Dataset entries START

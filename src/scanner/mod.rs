//! Block-boundary scanner: walk the block sequence that follows the header.
//!
//! # How it works
//!
//! Each block opens with two big-endian u32 size fields, followed by zero or
//! more 4-byte checksum fields and the payload:
//!
//! ```text
//! dst_len(4) src_len(4) [checksum(4) × n] payload(src_len)
//! ```
//!
//! The scanner reads the size fields, works out `n` from the header's
//! [`ChecksumCounts`] and whether the block is stored, records where the block
//! started and seeks straight past the payload.  Payloads are never read.
//! A `dst_len` of zero is the end-of-stream sentinel.
//!
//! ## Terminal conditions
//!
//! | Condition | Meaning |
//! |-----------|---------|
//! | `EndOfStream` | Sentinel reached; the offset list is complete |
//! | `Corruption` | `src_len` was 0 or larger than `dst_len` |
//! | `Io` | A read or seek failed (including a stream that ends early) |
//!
//! Every block costs one 8-byte read and one seek.  `BufReader` discards its
//! buffer on each seek, so hand the scanner the file itself.
//!
//! Once a terminal condition is reached the state is frozen.  Offsets
//! collected before a failure remain readable but do not form a usable index.

use std::io::{Read, Seek, SeekFrom};

use byteorder::{BigEndian, ReadBytesExt};
use log::{debug, trace};

use crate::block::{BlockEntry, BlockSizes, SENTINEL};
use crate::error::{LzopError, Result};
use crate::format::ChecksumCounts;

// ── Types ─────────────────────────────────────────────────────────────────────

#[derive(Debug, Clone, Copy, PartialEq, Eq)]
pub enum ScanCondition {
    Running,
    /// Sentinel reached.  The only successful terminal.
    EndOfStream,
    Corruption,
    Io,
}

impl ScanCondition {
    pub fn is_terminal(self) -> bool {
        self != ScanCondition::Running
    }
}

/// Mutable state of one indexing pass.
#[derive(Debug, Clone)]
pub struct ScanState {
    pub counts: ChecksumCounts,
    offsets: Vec<u64>,
    condition: ScanCondition,
}

impl ScanState {
    pub fn new(counts: ChecksumCounts) -> Self {
        Self { counts, offsets: Vec::new(), condition: ScanCondition::Running }
    }

    /// Block-start offsets in block order.
    pub fn offsets(&self) -> &[u64] {
        &self.offsets
    }

    pub fn condition(&self) -> ScanCondition {
        self.condition
    }
}

// ── Scanner ───────────────────────────────────────────────────────────────────

/// Scans one stream.  Owns (or exclusively borrows) the reader, since every
/// step depends on its current position.
pub struct BlockScanner<R> {
    reader: R,
    state: ScanState,
    /// Offset of the next block once known.  Taken from the reader on the
    /// first step and advanced arithmetically after that.
    pos: Option<u64>,
}

impl<R: Read + Seek> BlockScanner<R> {
    /// `reader` must be positioned at the first block, i.e. just after the
    /// header.
    pub fn new(reader: R, counts: ChecksumCounts) -> Self {
        debug!(
            "scanning blocks: {} decompressed / {} compressed checksum field(s)",
            counts.decompressed, counts.compressed
        );
        Self { reader, state: ScanState::new(counts), pos: None }
    }

    /// Advance by one block.
    ///
    /// Returns the block found, or `None` once the sentinel has been read.
    /// After a failure every further call returns [`LzopError::ScanHalted`]
    /// without touching the stream.
    pub fn next_block(&mut self) -> Result<Option<BlockEntry>> {
        match self.state.condition {
            ScanCondition::Running => {}
            ScanCondition::EndOfStream => return Ok(None),
            halted => return Err(LzopError::ScanHalted(halted)),
        }
        let step = self.step();
        self.state.condition = match &step {
            Ok(Some(_)) => ScanCondition::Running,
            Ok(None) => ScanCondition::EndOfStream,
            Err(e) if e.is_corruption() => ScanCondition::Corruption,
            Err(_) => ScanCondition::Io,
        };
        step
    }

    fn step(&mut self) -> Result<Option<BlockEntry>> {
        let block_start = match self.pos {
            Some(p) => p,
            None => {
                let p = self.reader.stream_position()?;
                self.pos = Some(p);
                p
            }
        };

        let dst_len = self.reader.read_u32::<BigEndian>()?;
        if dst_len == SENTINEL {
            debug!("sentinel at offset {block_start}, {} block(s)", self.state.offsets.len());
            return Ok(None);
        }
        let src_len = self.reader.read_u32::<BigEndian>()?;
        let sizes = BlockSizes { dst_len, src_len };
        sizes.validate(block_start)?;

        let entry = BlockEntry::new(block_start, sizes, self.state.counts);
        self.state.offsets.push(block_start);
        trace!(
            "block {} at {}: dst_len={} src_len={} checksums={}",
            self.state.offsets.len() - 1,
            block_start,
            dst_len,
            src_len,
            entry.checksum_fields
        );

        self.reader.seek(SeekFrom::Start(entry.next_offset()))?;
        self.pos = Some(entry.next_offset());
        Ok(Some(entry))
    }

    /// Run to a terminal condition.  On success returns every block offset.
    pub fn scan_to_end(&mut self) -> Result<&[u64]> {
        while self.next_block()?.is_some() {}
        Ok(self.state.offsets())
    }

    pub fn state(&self) -> &ScanState {
        &self.state
    }

    pub fn offsets(&self) -> &[u64] {
        self.state.offsets()
    }

    pub fn condition(&self) -> ScanCondition {
        self.state.condition
    }

    /// Where the next block starts, or where the sentinel was found once the
    /// scan has ended.  `None` before the first step.
    pub fn position(&self) -> Option<u64> {
        self.pos
    }

    pub fn into_offsets(self) -> Vec<u64> {
        self.state.offsets
    }

    pub fn into_inner(self) -> R {
        self.reader
    }
}

impl<R: Read + Seek> Iterator for BlockScanner<R> {
    type Item = Result<BlockEntry>;

    /// Yields each block, then the failure (if any) once, then stops.
    fn next(&mut self) -> Option<Self::Item> {
        if self.state.condition.is_terminal() {
            return None;
        }
        self.next_block().transpose()
    }
}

Dataset entries END

Once you reach the line with "self.condition" in the data above, copy it and every line after it exactly, up to and including the line with "impl<R: Read + Seek> BlockScanner<R>".

        self.condition
    }
}

// ── Scanner ───────────────────────────────────────────────────────────────────

/// Scans one stream.  Owns (or exclusively borrows) the reader, since every
/// step depends on its current position.
pub struct BlockScanner<R> {
    reader: R,
    state: ScanState,
    /// Offset of the next block once known.  Taken from the reader on the
    /// first step and advanced arithmetically after that.
    pos: Option<u64>,
}

impl<R: Read + Seek> BlockScanner<R> {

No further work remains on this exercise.